Here's a much larger chunk of syslog that should cover the info you need... Thanks, mmlr!
change_pci_bridge_config_order.diff (458 bytes ) - added by mmlr 13 years ago.
Change the order of error clearing and enabling error reporting.
syslog_lenovo (245.8 KB ) - added by dsjonny 11 years ago.
kdl.jpg (505.4 KB ) - added by luroh 10 years ago.
T42 KDL hrev47815
syslog.txt (338.4 KB ) - added by jens 19 months ago.

Download all attachments as: .zip

Change History (35)

comment:1 by stippi, 15 years ago

Component: SystemSystem/Kernel

These "should" not happen. That's a so called non-maskable interrupt. You should be able to type co[ntinue] at the KDL prompt. Does that work?

comment:2 by MasterNetra, 15 years ago

Actually yes it does.

comment:3 by stippi, 15 years ago

Cool. I am not sure, but IIRC, the NMI panic is kind of a warning, and we may be able to just ignore the NMI. But kernel devs would know this stuff much better than myself.

comment:4 by vodoomoth, 14 years ago

Hope I am not hijacking this ticket but I came to report the same 'PANIC: fatal exception "NMI Interrupt" occurred! Error code 0x0' error and did a search first.

This happened after I inserted the R1Alpha2 (not alpha1 as was the case for the original poster) CD in my laptop in order to install Haiku to a partition created with GParted. That same laptop which will also receive FreeBSD 8.1 and Ubuntu 10.10 in the coming days also features a freshly (re)installed Vista SP2.

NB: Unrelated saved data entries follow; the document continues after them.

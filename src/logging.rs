// ABOUTME: Logging configuration and structured logging setup for the FitCoach server
// ABOUTME: Configures log levels, output formats and noise filters for tracing-subscriber
//
// SPDX-License-Identifier: MIT OR Apache-2.0
// Copyright (c) 2025 Pierre Fitness Intelligence

//! Production-ready logging configuration with structured output

use crate::config::ServerConfig;
use crate::constants::service_names;
use crate::models::{PlanKind, PlanSource};
use anyhow::{anyhow, Result};
use serde_json::json;
use std::env;
use std::io;
use tracing::info;
use tracing_subscriber::{
    filter::{Directive, LevelFilter},
    fmt::{self, format::FmtSpan},
    layer::SubscriberExt,
    util::SubscriberInitExt,
    EnvFilter,
};

/// Logging configuration
#[derive(Debug, Clone)]
pub struct LoggingConfig {
    /// Log level (trace, debug, info, warn, error)
    pub level: String,
    /// Output format (json, pretty, compact)
    pub format: LogFormat,
    /// Include source file and line numbers
    pub include_location: bool,
    /// Include span open/close events
    pub include_spans: bool,
    /// Service name for structured logging
    pub service_name: String,
    /// Service version
    pub service_version: String,
    /// Environment (development, staging, production)
    pub environment: String,
}

/// Log output format options
#[derive(Debug, Clone, Copy, PartialEq, Eq)]
pub enum LogFormat {
    /// `JSON` format for production logging
    Json,
    /// Pretty format for development
    Pretty,
    /// Compact format for space-constrained environments
    Compact,
}

impl Default for LoggingConfig {
    fn default() -> Self {
        Self {
            level: "info".into(),
            format: LogFormat::Pretty,
            include_location: false,
            include_spans: false,
            service_name: service_names::FITCOACH_SERVER.into(),
            service_version: env!("CARGO_PKG_VERSION").to_owned(),
            environment: "development".into(),
        }
    }
}

impl LoggingConfig {
    /// Create logging configuration from environment variables
    #[must_use]
    pub fn from_env() -> Self {
        let level = env::var("RUST_LOG").unwrap_or_else(|_| "info".into());

        let format = match env::var("LOG_FORMAT").as_deref() {
            Ok("json") => LogFormat::Json,
            Ok("compact") => LogFormat::Compact,
            _ => LogFormat::Pretty,
        };

        let environment = env::var("ENVIRONMENT").unwrap_or_else(|_| "development".into());
        let is_production = environment == "production";

        Self {
            level,
            format,
            include_location: is_production || env::var("LOG_INCLUDE_LOCATION").is_ok(),
            include_spans: is_production || env::var("LOG_INCLUDE_SPANS").is_ok(),
            service_name: env::var("SERVICE_NAME")
                .unwrap_or_else(|_| service_names::FITCOACH_SERVER.into()),
            service_version: env!("CARGO_PKG_VERSION").to_owned(),
            environment,
        }
    }

    /// Logging settings for a loaded server configuration
    ///
    /// Level and environment come from `config`; output format and the
    /// service name still follow `LOG_FORMAT` and `SERVICE_NAME`.
    #[must_use]
    pub fn from_server_config(config: &ServerConfig) -> Self {
        let is_production = config.environment.is_production();
        Self {
            level: config.log_level.to_string(),
            include_location: is_production || env::var("LOG_INCLUDE_LOCATION").is_ok(),
            include_spans: is_production || env::var("LOG_INCLUDE_SPANS").is_ok(),
            environment: config.environment.to_string(),
            ..Self::from_env()
        }
    }

    /// Build the env filter with our noise reduction rules applied
    fn env_filter(&self) -> EnvFilter {
        let base = env::var("RUST_LOG").map_or_else(
            |_| EnvFilter::new(&self.level),
            |directive| EnvFilter::new(&directive),
        );

        ["hyper=warn", "hyper_util=warn", "reqwest=warn", "tower_http=info"]
            .into_iter()
            .filter_map(|directive| directive.parse::<Directive>().ok())
            .fold(base, EnvFilter::add_directive)
            .add_directive(
                format!("fitcoach_server={}", self.level)
                    .parse()
                    .unwrap_or_else(|_| LevelFilter::INFO.into()),
            )
    }

    /// Initialize the global tracing subscriber
    ///
    /// # Errors
    ///
    /// Returns an error if a global subscriber is already installed
    pub fn init(&self) -> Result<()> {
        let registry = tracing_subscriber::registry().with(self.env_filter());
        let span_events = if self.include_spans {
            FmtSpan::NEW | FmtSpan::CLOSE
        } else {
            FmtSpan::NONE
        };

        let result = match self.format {
            LogFormat::Json => registry
                .with(
                    fmt::layer()
                        .with_file(self.include_location)
                        .with_line_number(self.include_location)
                        .with_target(true)
                        .with_writer(io::stdout)
                        .with_span_events(span_events)
                        .json(),
                )
                .try_init(),
            LogFormat::Pretty => registry
                .with(
                    fmt::layer()
                        .with_file(self.include_location)
                        .with_line_number(self.include_location)
                        .with_target(true)
                        .with_writer(io::stdout)
                        .with_span_events(span_events),
                )
                .try_init(),
            LogFormat::Compact => registry
                .with(
                    fmt::layer()
                        .compact()
                        .with_target(false)
                        .with_writer(io::stdout)
                        .with_span_events(FmtSpan::NONE),
                )
                .try_init(),
        };
        result.map_err(|e| anyhow!("Failed to initialize tracing subscriber: {e}"))?;

        self.log_startup_info();
        Ok(())
    }

    /// Log structured startup information
    fn log_startup_info(&self) {
        info!(
            service.name = %self.service_name,
            service.version = %self.service_version,
            environment = %self.environment,
            log.level = %self.level,
            log.format = ?self.format,
            "FitCoach server starting up"
        );

        let config_summary = json!({
            "service": {
                "name": self.service_name,
                "version": self.service_version,
                "environment": self.environment
            },
            "logging": {
                "level": self.level,
                "format": format!("{:?}", self.format),
                "location": self.include_location,
                "spans": self.include_spans
            }
        });

        info!("Logging configured: {}", config_summary);
    }
}

/// Initialize logging for a loaded server configuration
///
/// # Errors
///
/// Returns an error if logging initialization fails
pub fn init_from_config(config: &ServerConfig) -> Result<()> {
    LoggingConfig::from_server_config(config).init()
}

/// Application-specific logging utilities
pub struct AppLogger;

impl AppLogger {
    /// Log the outcome of a plan generation request
    pub fn log_plan_generated(user_id: &str, kind: PlanKind, source: PlanSource, entry_id: &str) {
        info!(
            user.id = %user_id,
            plan.kind = %kind,
            plan.source = %source,
            plan.entry_id = %entry_id,
            "Plan generated and stored"
        );
    }

    /// Log a progress event appended to a user's session
    pub fn log_progress_event(user_id: &str, kind: &str) {
        info!(
            user.id = %user_id,
            progress.kind = %kind,
            "Progress logged"
        );
    }
}

#[cfg(test)]
mod tests {
    use super::*;
    use crate::config::{Environment, LogLevel};

    #[test]
    fn test_default_config() {
        let config = LoggingConfig::default();
        assert_eq!(config.format, LogFormat::Pretty);
        assert_eq!(config.service_name, "fitcoach-server");
    }

    #[test]
    fn test_level_follows_server_config() {
        let server = ServerConfig {
            log_level: LogLevel::Debug,
            environment: Environment::Production,
            ..ServerConfig::default()
        };

        let config = LoggingConfig::from_server_config(&server);
        assert_eq!(config.level, "debug");
        assert_eq!(config.environment, "production");
        assert!(config.include_location);
        assert!(config.include_spans);
    }
}
// ABOUTME: Configuration module for the FitCoach server
// ABOUTME: Re-exports the environment-driven server configuration types
//
// SPDX-License-Identifier: MIT OR Apache-2.0
// Copyright (c) 2025 Pierre Fitness Intelligence

/// Environment and server configuration
pub mod environment;

pub use environment::{CorsConfig, Environment, LogLevel, OpenRouterSettings, ServerConfig};
// ABOUTME: Route handlers for workout sessions: start, complete and list
// ABOUTME: Every start and completion is also recorded as a progress entry
//
// SPDX-License-Identifier: MIT OR Apache-2.0
// Copyright (c) 2025 Pierre Fitness Intelligence

use super::{default_user_id, default_zero};
use crate::{
    constants::defaults,
    errors::AppError,
    logging::AppLogger,
    models::{PlanEntry, ProgressEntry, WorkoutCompletion},
    resources::ServerResources,
};
use axum::{
    extract::{Path, State},
    response::IntoResponse,
    routing::{get, post},
    Json, Router,
};
use serde::{Deserialize, Serialize};
use serde_json::Value;
use std::sync::Arc;
use tracing::info;

fn default_workout_type() -> String {
    defaults::WORKOUT_TYPE.to_owned()
}

/// Body of `POST /api/start-workout`
#[derive(Debug, Deserialize)]
pub struct StartWorkoutRequest {
    /// Session owner
    #[serde(default = "default_user_id")]
    pub user_id: String,
    /// Free-form workout type
    #[serde(default = "default_workout_type")]
    pub workout_type: String,
}

/// Body of `POST /api/complete-workout`
#[derive(Debug, Deserialize)]
pub struct CompleteWorkoutRequest {
    /// Session owner
    #[serde(default = "default_user_id")]
    pub user_id: String,
    /// Workout to mark completed; unknown ids are still logged as progress
    #[serde(default)]
    pub workout_id: Option<String>,
    /// Minutes spent, stored as sent
    #[serde(default = "default_zero")]
    pub duration: Value,
    /// Exercises done
    #[serde(default)]
    pub exercises_completed: Vec<Value>,
}

/// Response of `POST /api/start-workout`
#[derive(Debug, Serialize)]
pub struct StartWorkoutResponse {
    /// Always true
    pub success: bool,
    /// Human-readable status
    pub message: &'static str,
    /// Id of the new workout
    pub workout_id: String,
    /// The stored workout entry
    pub workout: PlanEntry,
}

/// Response of `POST /api/complete-workout`
#[derive(Debug, Serialize)]
pub struct CompleteWorkoutResponse {
    /// Always true
    pub success: bool,
    /// Human-readable status
    pub message: &'static str,
    /// Updated workout, `null` when the id was not found
    pub workout: Option<PlanEntry>,
}

/// Workout session routes
pub struct WorkoutRoutes;

impl WorkoutRoutes {
    /// Create all workout routes
    pub fn routes(resources: Arc<ServerResources>) -> Router {
        Router::new()
            .route("/api/start-workout", post(Self::handle_start_workout))
            .route("/api/complete-workout", post(Self::handle_complete_workout))
            .route("/api/get-workouts/:user_id", get(Self::handle_get_workouts))
            .with_state(resources)
    }

    async fn handle_start_workout(
        State(resources): State<Arc<ServerResources>>,
        Json(body): Json<StartWorkoutRequest>,
    ) -> Result<impl IntoResponse, AppError> {
        info!(user.id = %body.user_id, workout.kind = %body.workout_type, "Starting workout");

        let workout = PlanEntry::started_workout(body.workout_type.clone());
        let workout_id = workout.id.clone();
        resources
            .store
            .append_workout(&body.user_id, workout.clone())
            .await?;

        let progress = ProgressEntry::workout_started(&workout_id, &body.workout_type);
        AppLogger::log_progress_event(&body.user_id, progress.kind.as_str());
        resources
            .store
            .append_progress(&body.user_id, progress)
            .await?;

        Ok(Json(StartWorkoutResponse {
            success: true,
            message: "Workout started successfully",
            workout_id,
            workout,
        }))
    }

    async fn handle_complete_workout(
        State(resources): State<Arc<ServerResources>>,
        Json(body): Json<CompleteWorkoutRequest>,
    ) -> Result<impl IntoResponse, AppError> {
        info!(
            user.id = %body.user_id,
            workout.id = body.workout_id.as_deref().unwrap_or("<none>"),
            "Completing workout"
        );

        let completion = WorkoutCompletion {
            duration: body.duration,
            exercises_completed: body.exercises_completed,
        };

        let workout = match body.workout_id.as_deref() {
            Some(workout_id) => {
                resources
                    .store
                    .complete_workout(&body.user_id, workout_id, &completion)
                    .await?
            }
            None => None,
        };

        let progress = ProgressEntry::workout_completed(body.workout_id, &completion);
        AppLogger::log_progress_event(&body.user_id, progress.kind.as_str());
        resources
            .store
            .append_progress(&body.user_id, progress)
            .await?;

        Ok(Json(CompleteWorkoutResponse {
            success: true,
            message: "Workout completed successfully",
            workout,
        }))
    }

    async fn handle_get_workouts(
        State(resources): State<Arc<ServerResources>>,
        Path(user_id): Path<String>,
    ) -> Result<impl IntoResponse, AppError> {
        let workouts = resources.store.workouts(&user_id).await?;
        Ok(Json(serde_json::json!({
            "success": true,
            "workouts": workouts
        })))
    }
}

Laptop: Fujitsu Siemens Amilo Xi2528, 2 Ghz Core 2 Duo, 2x250 GB HDD (freshly unRAIDed), 2 GB of RAM. This 2008 laptop can't boot any bootable CD from my external DVD drive although it boots from USB keys...

Anyway, I followed the 'press shift for fail-safe mode' tip but the message is the same. I also used "co[ntinue]" as offered by @stippi: command unknown. I ended up using "continue" but this got the PC locked: Ctrl+Alt+Del does nothing and doesn't reboot. Will wait for the next release.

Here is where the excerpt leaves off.